To be a good sport, I chose Ironman as my goal. Insane, right? Those who know me know that I have repeatedly said I would never do an Ironman race. After all, I barely survived my 70.3 race, which is a mere half the distance of an Ironman. I trained 9-10 hours a week for more than 6 months in 2009 to bake for 6 hours and 45 minutes under the hot sun in Sonoma. It was not pretty. I was sick to my stomach for days.

So what was I thinking choosing Ironman?

Matt's instructions were to go big or go home. I chose a goal that was attainable (albeit with some effort), but outside the realm of anything I'd considered in the past. Now I will be honest here--I am not too naive to know that Ironman is a huge effort. I'd have to give up weekends and vacations and lunches. I'd be (more) exhausted all the time, and I'd have to spend a fortune on food and gels. Ironman would involve buy-in from everyone in my life. My family, my employer, and others would have to make sacrifices for me to pursue this selfish goal. But it wasn't impossible.

By then end of Matt's talk, I began to realize that setting athletic goals was, in fact, somewhat selfless ... or rather, not entirely selfish. Let me explain:

  • Exercise makes me happy. Happy Meg means happy family. Done and done.
  • Seeing mom run, swim, and bike shows the kiddos that fun can be had and happiness attained without a glowing screen.
  • Setting goals and achieving them is an invaluable life lesson.

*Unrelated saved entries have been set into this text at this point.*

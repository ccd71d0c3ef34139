//! OMS State Machine
//!
//! # Design
//!
//! Explicit state machine for a single live broker order. Every lifecycle
//! event is applied via [`OmsOrder::apply`], which enforces two invariants:
//!
//! 1. **Legal transitions only.** Illegal events return
//!    [`TransitionError`], which callers MUST treat as a halt/alert signal.
//! 2. **Idempotent replay.** If an `event_id` is supplied and has already
//!    been applied, the call is a silent no-op — the order state does not
//!    change and no error is returned.
//!
//! # State diagram (simplified)
//!
//! ```text
//!                ┌──────────────────────────────────────────────────────┐
//!    new()       │           Ack (idempotent)                           │
//!    ──────►  Open ◄──────────────────────────────────────────────────  │
//!                │                                                       │
//!   PartialFill  │  CancelRequest    ReplaceRequest     Reject           │
//!    ──────► PartiallyFilled ───────────────────────► Rejected (term.)  │
//!                │            │            │                             │
//!    Fill        │            ▼            ▼                             │
//!    ──────► Filled (term.) CancelPending ReplacePending ─► ReplaceAck ─┘
//!                            │    │              │
//!                     CancelAck CancelReject  ReplaceReject
//!                            │    │              │
//!                            ▼    └──────────────┘
//!                       Cancelled (term.)   (restores Open|PartiallyFilled)
//! ```
//!
//! Late fills arriving while `CancelPending` or `ReplacePending` are accepted
//! (the broker may fill before processing the cancel/replace).

use std::collections::HashSet;

// ---------------------------------------------------------------------------
// OrderState
// ---------------------------------------------------------------------------

/// All valid states a live OMS order can occupy.
#[derive(Debug, Clone, PartialEq, Eq, Hash)]
pub enum OrderState {
    /// Order acknowledged by broker; no fills yet.
    Open,
    /// One or more partial fills received; order is not yet fully filled.
    PartiallyFilled,
    /// Order fully filled. **Terminal.**
    Filled,
    /// A cancel request has been sent; awaiting broker acknowledgement.
    CancelPending,
    /// Cancel acknowledged by broker. **Terminal.**
    Cancelled,
    /// A replace (amend) request has been sent; awaiting broker acknowledgement.
    ReplacePending,
    /// Order rejected by broker. **Terminal.**
    Rejected,
}

impl OrderState {
    /// Returns `true` if no further transitions are possible.
    pub fn is_terminal(&self) -> bool {
        matches!(self, Self::Filled | Self::Cancelled | Self::Rejected)
    }
}

// ---------------------------------------------------------------------------
// OmsEvent
// ---------------------------------------------------------------------------

/// Events that drive state transitions in an [`OmsOrder`].
#[derive(Debug, Clone, PartialEq)]
pub enum OmsEvent {
    /// Broker acknowledged the order (idempotent when already `Open`).
    Ack,
    /// A partial fill arrived. `delta_qty` is the quantity filled in this event.
    PartialFill { delta_qty: i64 },
    /// The final fill arrived, completing the order. `delta_qty` is this event's fill.
    Fill { delta_qty: i64 },
    /// Application requested a cancel (→ `CancelPending`).
    CancelRequest,
    /// Broker acknowledged the cancel (→ `Cancelled`).
    CancelAck,
    /// Broker rejected the cancel request (order reverts to its prior live state).
    CancelReject,
    /// Application requested a replace/amend (→ `ReplacePending`).
    ReplaceRequest,
    /// Broker acknowledged the replace (order reverts to its prior live state).
    ReplaceAck,
    /// Broker rejected the replace request (order reverts to its prior live state).
    ReplaceReject,
    /// Broker rejected the order outright (→ `Rejected`).
    Reject,
}

// ---------------------------------------------------------------------------
// TransitionError
// ---------------------------------------------------------------------------

/// Returned when an event cannot legally be applied in the current state.
///
/// **Callers MUST treat this as a halt/alert condition.** An illegal transition
/// indicates a serious OMS inconsistency (e.g. fill arriving after cancellation
/// was confirmed) that requires immediate operator investigation.
#[derive(Debug, Clone, PartialEq, Eq)]
pub struct TransitionError {
    /// The state the order was in when the illegal event arrived.
    pub from: OrderState,
    /// Debug string of the event that was rejected.
    pub event: String,
}

impl std::fmt::Display for TransitionError {
    fn fmt(&self, f: &mut std::fmt::Formatter<'_>) -> std::fmt::Result {
        write!(
            f,
            "illegal OMS transition: {:?} + {}",
            self.from, self.event
        )
    }
}

impl std::error::Error for TransitionError {}

// ---------------------------------------------------------------------------
// OmsOrder
// ---------------------------------------------------------------------------

/// A live OMS order tracked through an explicit state machine.
///
/// # Idempotency
///
/// Every call to [`apply`][`OmsOrder::apply`] accepts an optional `event_id`.
/// When supplied, the event ID is stored in an internal set; subsequent calls
/// with the same `event_id` are silently ignored. This guarantees that
/// replaying the same event log (e.g. on restart) converges to the same state.
#[derive(Debug, Clone)]
pub struct OmsOrder {
    /// Caller-assigned order identifier (e.g. the `client_order_id`).
    pub order_id: String,
    /// The traded instrument.
    pub symbol: String,
    /// Total quantity of the original order.
    pub total_qty: i64,
    /// Cumulative filled quantity across all fill events.
    pub filled_qty: i64,
    /// Current lifecycle state.
    pub state: OrderState,
    /// Applied event IDs — used for idempotent replay.
    applied: HashSet<String>,
}

impl OmsOrder {
    /// Create a new order in the `Open` state.
    ///
    /// # Panics (debug only)
    /// Panics if `total_qty` ≤ 0.
    pub fn new(order_id: impl Into<String>, symbol: impl Into<String>, total_qty: i64) -> Self {
        debug_assert!(total_qty > 0, "total_qty must be positive");
        Self {
            order_id: order_id.into(),
            symbol: symbol.into(),
            total_qty,
            filled_qty: 0,
            state: OrderState::Open,
            applied: HashSet::new(),
        }
    }

    /// Apply an event to this order.
    ///
    /// `event_id` — if `Some`, deduplicated against the set of already-applied
    /// event IDs. A duplicate returns `Ok(())` immediately without mutating state.
    ///
    /// # Errors
    /// Returns [`TransitionError`] for illegal transitions. Callers **MUST**
    /// treat this as a halt condition.
    pub fn apply(
        &mut self,
        event: &OmsEvent,
        event_id: Option<&str>,
    ) -> Result<(), TransitionError> {
        // Idempotency: skip events we have already processed.
        if let Some(id) = event_id {
            if self.applied.contains(id) {
                return Ok(());
            }
        }

        self.do_transition(event)?;

        if let Some(id) = event_id {
            self.applied.insert(id.to_string());
        }

        Ok(())
    }

    // Internal: perform the actual state machine transition.
    fn do_transition(&mut self, event: &OmsEvent) -> Result<(), TransitionError> {
        use OmsEvent::*;
        use OrderState::*;

        match (&self.state, event) {
            // ------------------------------------------------------------------
            // Ack: idempotent when already Open or PartiallyFilled.
            // ------------------------------------------------------------------
            (Open | PartiallyFilled, Ack) => {}

            // ------------------------------------------------------------------
            // Partial fills: accepted from any live state (fills may arrive
            // while a cancel or replace is in flight).
            // ------------------------------------------------------------------
            (
                Open | PartiallyFilled | CancelPending | ReplacePending,
                PartialFill { delta_qty },
            ) => {
                self.filled_qty += delta_qty;
                self.state = PartiallyFilled;
            }

            // ------------------------------------------------------------------
            // Final fill: accepted from any live state for the same reason.
            // ------------------------------------------------------------------
            (Open | PartiallyFilled | CancelPending | ReplacePending, Fill { delta_qty }) => {
                self.filled_qty += delta_qty;
                self.state = Filled;
            }

            // Late-duplicate fill on an already-Filled order: silently ignored.
            (Filled, Fill { .. } | PartialFill { .. }) => {}

            // ------------------------------------------------------------------
            // Cancel flow
            // ------------------------------------------------------------------
            (Open | PartiallyFilled, CancelRequest) => self.state = CancelPending,

            (CancelPending, CancelAck) => self.state = Cancelled,

            // Cancel rejected → order is still alive; restore the prior live state.
            (CancelPending, CancelReject) => {
                self.state = if self.filled_qty > 0 {
                    PartiallyFilled
                } else {
                    Open
                };
            }

            // ------------------------------------------------------------------
            // Replace flow
            // ------------------------------------------------------------------
            (Open | PartiallyFilled, ReplaceRequest) => self.state = ReplacePending,

            // Replace confirmed → order is live again.
            (ReplacePending, ReplaceAck) => {
                self.state = if self.filled_qty > 0 {
                    PartiallyFilled
                } else {
                    Open
                };
            }

            // Replace rejected → order reverts to its prior live state.
            (ReplacePending, ReplaceReject) => {
                self.state = if self.filled_qty > 0 {
                    PartiallyFilled
                } else {
                    Open
                };
            }

            // ------------------------------------------------------------------
            // Broker reject: accepted from any non-terminal live state.
            // ------------------------------------------------------------------
            (Open | PartiallyFilled | CancelPending | ReplacePending, Reject) => {
                self.state = Rejected;
            }

            // ------------------------------------------------------------------
            // Everything else is illegal.
            // ------------------------------------------------------------------
            (state, ev) => {
                return Err(TransitionError {
                    from: state.clone(),
                    event: format!("{ev:?}"),
                });
            }
        }

        Ok(())
    }
}

// ---------------------------------------------------------------------------
// Unit tests
// ---------------------------------------------------------------------------

#[cfg(test)]
mod tests {
    use super::*;

    fn open_order() -> OmsOrder {
        OmsOrder::new("ord-test", "AAPL", 100)
    }

    #[test]
    fn new_order_starts_open() {
        let o = open_order();
        assert_eq!(o.state, OrderState::Open);
        assert_eq!(o.filled_qty, 0);
        assert!(!o.state.is_terminal());
    }

    #[test]
    fn ack_is_idempotent() {
        let mut o = open_order();
        o.apply(&OmsEvent::Ack, Some("a1")).unwrap();
        o.apply(&OmsEvent::Ack, Some("a1")).unwrap();
        assert_eq!(o.state, OrderState::Open);
    }

    #[test]
    fn partial_then_full_fill() {
        let mut o = open_order();
        o.apply(&OmsEvent::PartialFill { delta_qty: 60 }, Some("f1"))
            .unwrap();
        assert_eq!(o.state, OrderState::PartiallyFilled);
        assert_eq!(o.filled_qty, 60);
        o.apply(&OmsEvent::Fill { delta_qty: 40 }, Some("f2"))
            .unwrap();
        assert_eq!(o.state, OrderState::Filled);
        assert_eq!(o.filled_qty, 100);
        assert!(o.state.is_terminal());
    }

    #[test]
    fn cancel_reject_reverts_to_open() {
        let mut o = open_order();
        o.apply(&OmsEvent::CancelRequest, Some("c1")).unwrap();
        assert_eq!(o.state, OrderState::CancelPending);
        o.apply(&OmsEvent::CancelReject, Some("c2")).unwrap();
        assert_eq!(o.state, OrderState::Open);
    }

    #[test]
    fn replace_request_then_ack() {
        let mut o = open_order();
        o.apply(&OmsEvent::ReplaceRequest, Some("r1")).unwrap();
        assert_eq!(o.state, OrderState::ReplacePending);
        o.apply(&OmsEvent::ReplaceAck, Some("r2")).unwrap();
        assert_eq!(o.state, OrderState::Open);
    }

    #[test]
    fn illegal_transition_returns_error() {
        let mut o = open_order();
        o.apply(&OmsEvent::Fill { delta_qty: 100 }, Some("f1"))
            .unwrap();
        // CancelRequest on a Filled order is illegal.
        let err = o.apply(&OmsEvent::CancelRequest, Some("c1")).unwrap_err();
        assert_eq!(err.from, OrderState::Filled);
        // State must not change after the error.
        assert_eq!(o.state, OrderState::Filled);
    }

    #[test]
    fn idempotent_replay_does_not_double_apply() {
        let mut o = open_order();
        o.apply(&OmsEvent::PartialFill { delta_qty: 50 }, Some("f1"))
            .unwrap();
        assert_eq!(o.filled_qty, 50);
        // Same event_id → silently skipped.
        o.apply(&OmsEvent::PartialFill { delta_qty: 50 }, Some("f1"))
            .unwrap();
        assert_eq!(o.filled_qty, 50, "replayed event must not double-apply");
    }

    #[test]
    fn late_fill_on_filled_order_is_noop() {
        let mut o = open_order();
        o.apply(&OmsEvent::Fill { delta_qty: 100 }, Some("f1"))
            .unwrap();
        assert_eq!(o.state, OrderState::Filled);
        // Different event_id but state is Filled → no-op.
        o.apply(&OmsEvent::Fill { delta_qty: 100 }, Some("f-late"))
            .unwrap();
        assert_eq!(o.filled_qty, 100);
        assert_eq!(o.state, OrderState::Filled);
    }

    #[test]
    fn fill_during_cancel_pending() {
        let mut o = open_order();
        o.apply(&OmsEvent::CancelRequest, Some("c1")).unwrap();
        // Fill arrives before cancel is processed.
        o.apply(&OmsEvent::Fill { delta_qty: 100 }, Some("f1"))
            .unwrap();
        assert_eq!(o.state, OrderState::Filled);
    }
}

I know you'd all like me to say "all of this is why I am registered for an Ironman in 2014!" Well, sorry to disappoint, but that ain't gonna happen. At least not in 2014. My goal next year is another Half Ironman (I can't believe I just typed that). If I can come out of that alive and still married, I will consider the 14-plus-hour torturefest called Ironman for 2015.

Who's with me?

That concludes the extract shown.